Whether or not I'm in the wrong, this is obviously going to upset me. They're my only company these days, they make me happy. Nothing really makes me happy like animals do. But, I told her I'd put them up on Kijiji or something, as she tried suggesting I give them back to the place I saved them from, which I would NEVER do. 
I talked to my dad about it, and he said I should hold from doing anything until the people who own the house speak up about it, so I at least made a post about having to give them away on here.
I think it was the next day, my aunt texted me again, asking me if I had placed an ad on Kijiji or the buy and sell group on Facebook. I told her I didn't want to talk about it, but she persisted, which obviously caused much ranting and probably lot's of attitude from me. She got all mad, and acted as if I wasn't going to do diddly squat about having them, which I never said, or even implied to her. I told her, I didn't know what she wanted from me, as I already told her that I was going to put an ad up, I simply said I didn't want to talk about it. She should have respected the fact that I didn't want to talk about, but she didn't, she just went on and made me seem like a good for nothing, spoiled brat, who never appreciates what anyone ever does for me. (Which is NOT true.) 
That's just one part of this irritating thing, though. The reason I resulted in coming here for a rant is because of what happened today. 
I'm not the only one hiding a few rats in this house. My dad, who has the whole upstairs of the house to himself, also has a couple rats hidden up there. So, I came home from school today and my dad had asked to come see him upstairs, I obliged, wondering what on Earth I did wrong this time. He tells me that it's his fault, but the door to the upstairs got opened by one of the stupid cats, and one of his rats got downstairs and walked over my Grampy's feet when he was sleeping. Nobody knows my dad has his rats, so *I* got the blame for this, now I MUST get rid of my rats, because my dad won't own up to the fact that I had absolutely NOTHING to do with what happened. I cannot believe he would let his daughter take the fall like this, it is SO cruel. He acts like it's no big deal, just told me I'm to bring them upstairs and hide them there instead. NO WAY. The last thing I want to do is stash them away upstairs where I'll never be able to see them.
GOD, this all makes me BEYOND mad. I clearly wasn't being forced to get rid of them before, and now I have to because of something I had nothing to do with.
I'm not so shallow that I would just 'rat' out my dad about his rats, but I'm not getting rid of mine yet, not until somebody decides to say it to my face, and when they do I will most certainly bring up the fact that MY rats have never been an issue and that it had ZERO to do with me, I will definitely be telling them it was my dad too when that time comes. It's not fair that I have to suffer the consequences of something I was not a part of.

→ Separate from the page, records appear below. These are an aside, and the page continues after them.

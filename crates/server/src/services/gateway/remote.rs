use async_trait::async_trait;
use chrono::Utc;
use reqwest::{Method, RequestBuilder};
use serde::{de::DeserializeOwned, Deserialize};
use serde_json::json;

use super::{into_forest, validate_new_comment, validate_parent, CommentGateway};
use crate::{
    config::RemoteConfig,
    db::models::{AuthorProfile, CommentRecord, CommentView},
    error::{AppError, Result},
    services::thread::{self, Thread},
};

const COMMENT_SELECT: &str =
    "id,file_id,user_id,content,parent_id,created_at,is_deleted,is_pinned";

/// Comment store over the hosted PostgREST endpoint.
pub struct RemoteGateway {
    base_url: String,
    api_key: String,
    http_client: reqwest::Client,
}

#[derive(Debug, Deserialize)]
struct RemoteCommentRow {
    #[serde(flatten)]
    comment: CommentRecord,
    #[serde(default)]
    profiles: Option<AuthorProfile>,
    #[serde(default)]
    comment_likes: Vec<RemoteLikeRow>,
}

#[derive(Debug, Deserialize)]
struct RemoteLikeRow {
    user_id: String,
}

#[derive(Debug, Deserialize)]
struct RemoteFileRow {
    user_id: String,
}

impl RemoteCommentRow {
    fn into_view(self, viewer_id: &str) -> CommentView {
        CommentView {
            liked_by_viewer: self.comment_likes.iter().any(|l| l.user_id == viewer_id),
            likes_count: self.comment_likes.len() as i64,
            author: self.profiles,
            comment: self.comment,
        }
    }
}

/// PostgREST `in.(...)` filter over quoted ids. Backslashes and double
/// quotes inside an id are escaped.
fn in_filter(ids: &[String]) -> String {
    let quoted: Vec<String> = ids
        .iter()
        .map(|id| format!("\"{}\"", id.replace('\\', "\\\\").replace('"', "\\\"")))
        .collect();
    format!("in.({})", quoted.join(","))
}

impl RemoteGateway {
    pub fn new(config: &RemoteConfig) -> Result<Self> {
        let http_client = reqwest::Client::builder()
            .build()
            .map_err(|e| AppError::Internal(format!("Failed to build HTTP client: {e}")))?;

        Ok(Self {
            base_url: format!("{}/rest/v1", config.url),
            api_key: config.api_key.clone(),
            http_client,
        })
    }

    fn request(&self, method: Method, table: &str) -> RequestBuilder {
        self.http_client
            .request(method, format!("{}/{}", self.base_url, table))
            .header("apikey", &self.api_key)
            .bearer_auth(&self.api_key)
    }

    async fn send(&self, request: RequestBuilder) -> Result<reqwest::Response> {
        let response = request.send().await.map_err(|e| {
            tracing::error!("Remote request failed: {}", e);
            AppError::Remote(format!("Request failed: {e}"))
        })?;

        if !response.status().is_success() {
            let status = response.status();
            let body = response.text().await.unwrap_or_default();
            tracing::error!("Remote API error: HTTP {} - {}", status, body);
            return Err(AppError::Remote(format!("HTTP {status} - {body}")));
        }

        Ok(response)
    }

    async fn fetch<T: DeserializeOwned>(&self, request: RequestBuilder) -> Result<T> {
        let response = self.send(request).await?;
        response.json::<T>().await.map_err(|e| {
            tracing::error!("Failed to parse remote response: {}", e);
            AppError::Remote(format!("Malformed response: {e}"))
        })
    }

    /// Live comments on a file.
    async fn file_comments(&self, file_id: &str) -> Result<Vec<CommentRecord>> {
        let file_filter = format!("eq.{file_id}");
        let rows: Vec<CommentRecord> = self
            .fetch(self.request(Method::GET, "comments").query(&[
                ("select", COMMENT_SELECT),
                ("file_id", file_filter.as_str()),
                ("is_deleted", "eq.false"),
            ]))
            .await?;

        Ok(rows.into_iter().filter(|c| !c.is_deleted).collect())
    }
}

#[async_trait]
impl CommentGateway for RemoteGateway {
    fn backend(&self) -> &'static str {
        "remote"
    }

    async fn list(&self, file_id: &str, viewer_id: &str) -> Result<Vec<Thread<CommentView>>> {
        let select = format!(
            "{COMMENT_SELECT},profiles(username,avatar_url),comment_likes(user_id)"
        );
        let file_filter = format!("eq.{file_id}");
        let rows: Vec<RemoteCommentRow> = self
            .fetch(self.request(Method::GET, "comments").query(&[
                ("select", select.as_str()),
                ("file_id", file_filter.as_str()),
                ("is_deleted", "eq.false"),
            ]))
            .await?;

        // Filter again in case the endpoint ignores the soft-delete filter.
        let views: Vec<CommentView> = rows
            .into_iter()
            .filter(|row| !row.comment.is_deleted)
            .map(|row| row.into_view(viewer_id))
            .collect();

        Ok(into_forest(views))
    }

    async fn add(
        &self,
        file_id: &str,
        author_id: &str,
        content: &str,
        parent_id: Option<&str>,
    ) -> Result<CommentRecord> {
        let content = validate_new_comment(file_id, author_id, content)?;

        if let Some(parent_id) = parent_id {
            let parent = self.find(parent_id).await?;
            validate_parent(parent.as_ref(), file_id)?;
        }

        let body = json!({
            "file_id": file_id,
            "user_id": author_id,
            "content": content,
            "parent_id": parent_id,
            "created_at": Utc::now().to_rfc3339(),
            "is_deleted": false,
            "is_pinned": false,
        });

        let created: Vec<CommentRecord> = self
            .fetch(
                self.request(Method::POST, "comments")
                    .header("Prefer", "return=representation")
                    .query(&[("select", COMMENT_SELECT)])
                    .json(&body),
            )
            .await?;

        let comment = created
            .into_iter()
            .next()
            .ok_or_else(|| AppError::Remote("Insert returned no row".to_string()))?;

        tracing::debug!(comment_id = %comment.id, file_id, "Comment added");
        Ok(comment)
    }

    async fn delete(&self, comment_id: &str) -> Result<usize> {
        let target = self
            .find(comment_id)
            .await?
            .ok_or_else(|| AppError::NotFound("Comment not found".to_string()))?;

        let siblings = self.file_comments(&target.file_id).await?;
        let mut doomed = thread::descendants(&siblings, comment_id);
        if doomed.is_empty() {
            doomed.push(comment_id.to_string());
        }
        let filter = in_filter(&doomed);

        // Comments go first so a failure leaves the thread as it was. Likes
        // of removed comments are never read again, so their cleanup only
        // warns.
        self.send(
            self.request(Method::DELETE, "comments")
                .query(&[("id", filter.as_str())]),
        )
        .await?;
        if let Err(e) = self
            .send(
                self.request(Method::DELETE, "comment_likes")
                    .query(&[("comment_id", filter.as_str())]),
            )
            .await
        {
            tracing::warn!(comment_id, "Like cleanup after delete failed: {}", e);
        }

        tracing::info!(comment_id, removed = doomed.len(), "Comment thread deleted");
        Ok(doomed.len())
    }

    async fn toggle_like(&self, comment_id: &str, viewer_id: &str) -> Result<bool> {
        if self.find(comment_id).await?.is_none() {
            return Err(AppError::NotFound("Comment not found".to_string()));
        }

        let comment_filter = format!("eq.{comment_id}");
        let user_filter = format!("eq.{viewer_id}");
        let existing: Vec<RemoteLikeRow> = self
            .fetch(self.request(Method::GET, "comment_likes").query(&[
                ("select", "user_id"),
                ("comment_id", comment_filter.as_str()),
                ("user_id", user_filter.as_str()),
            ]))
            .await?;

        let liked = if existing.is_empty() {
            self.send(
                self.request(Method::POST, "comment_likes")
                    .json(&json!({ "comment_id": comment_id, "user_id": viewer_id })),
            )
            .await?;
            true
        } else {
            self.send(self.request(Method::DELETE, "comment_likes").query(&[
                ("comment_id", comment_filter.as_str()),
                ("user_id", user_filter.as_str()),
            ]))
            .await?;
            false
        };

        tracing::debug!(comment_id, viewer_id, liked, "Comment like toggled");
        Ok(liked)
    }

    async fn toggle_pin(&self, comment_id: &str, pinned: bool) -> Result<bool> {
        let id_filter = format!("eq.{comment_id}");
        let updated: Vec<CommentRecord> = self
            .fetch(
                self.request(Method::PATCH, "comments")
                    .header("Prefer", "return=representation")
                    .query(&[
                        ("select", COMMENT_SELECT),
                        ("id", id_filter.as_str()),
                        ("is_deleted", "eq.false"),
                    ])
                    .json(&json!({ "is_pinned": pinned })),
            )
            .await?;

        let comment = updated
            .into_iter()
            .next()
            .ok_or_else(|| AppError::NotFound("Comment not found".to_string()))?;

        tracing::debug!(comment_id, pinned = comment.is_pinned, "Comment pin toggled");
        Ok(comment.is_pinned)
    }

    async fn find(&self, comment_id: &str) -> Result<Option<CommentRecord>> {
        let id_filter = format!("eq.{comment_id}");
        let rows: Vec<CommentRecord> = self
            .fetch(self.request(Method::GET, "comments").query(&[
                ("select", COMMENT_SELECT),
                ("id", id_filter.as_str()),
                ("is_deleted", "eq.false"),
            ]))
            .await?;

        Ok(rows.into_iter().next())
    }

    async fn file_owner(&self, file_id: &str) -> Result<Option<String>> {
        let id_filter = format!("eq.{file_id}");
        let rows: Vec<RemoteFileRow> = self
            .fetch(self.request(Method::GET, "files").query(&[
                ("select", "user_id"),
                ("id", id_filter.as_str()),
            ]))
            .await?;

        Ok(rows.into_iter().next().map(|f| f.user_id))
    }
}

If anybody takes the time to read all this, I applaud you. I just really needed to get all this out. I hate being so passionate about animals.


----------



## abratforarat

That must be so hard. I mean, so, that's really kinda awful. I'd hate to be in your situation. I know it's hard to sell animals, and I don't know what your family is thinking, here. I know that you love them, and your family should see that, too. I'm sorry, tell me how it works out!


----------



## erikablanchettexo

That's horrible . 

If I was in your situation I would sit my grandparents down and have a discussion about it. That way it shows that you care about their point of view but want to get yours across too. Explain why you wanted them in the first place and how they're helping you (if they are) and how they're keeping you company. Maybe if you lay everything out on the table then they will let you keep them. I find sometimes older people don't want to say certain things in fear of hurting your feelings so they get other family members to do it (hence maybe why your aunt did all that?) regardless, I hope everything works out for you


----------



## erinsweeney

I'm sick of the "their house, their rules" attitude in general. Your parent/guardian is OBLIGATED to provide for you, not hold basic necessities over your head to get you to conform to their every wish. On the other hand I can understand now wanting animals in your home.... but your grandparents don't see too zealous about enforcing that? Either way you just have to show them how smart, clean, and personable rats are!


----------



## Fraido

I'll be honest, I totally expected to get a lot of flack about the fact that I brought them in without their knowledge in the first place. It's nice to hear people do understand my side of this story!
They're actually pretty darn good at enforcing that rule, I don't know why they didn't say anything (especially my Grampy, he's very rude) when they first found out. I expected to get screamed at by my Grampy when he saw Nixon running around in my room. My Granny is the nice one here, my Grampy? Not so much. He can be VERY rude and in your face about things.
Talking to them about everything would require me to tell them about my dad's rats. That is the only reason I'm not confronting them about this whole issue. (My dad was the one that said my Granny told him that now they HAVE to go.) So until someone tells ME, to my face, that my babies need to go, they're staying with me.
Like, I get that it's their house, there's already a lot of animals here, so they don't want anymore. I get that I was in the wrong for bringing them here. But honestly, they were here for four months before anybody knew, thu clearly weren't causing any kind of problem. My animal-loving side is difficult to control, what makes it even more difficult is living in a house where only one ther person shares your passion. My ONE passion. There are very few things in this world that I am passionate about. Ugh..
I will certainly let you all know what happens in the end, but I can garauntee it will be typed with much tears, whether they're tears of joy or tears of sadness.


----------



## artgecko

First... Yes, you were wrong to bring them in without permission.... And this is coming from someone who was not allowed (by my parents) to have the pets I wanted while living in their house.. It is their right to decide what they do and do not want in their home... I lived by my parents rules while in their home and then got what I wanted when I lived on my own. It took time and patience, but it was worth it. 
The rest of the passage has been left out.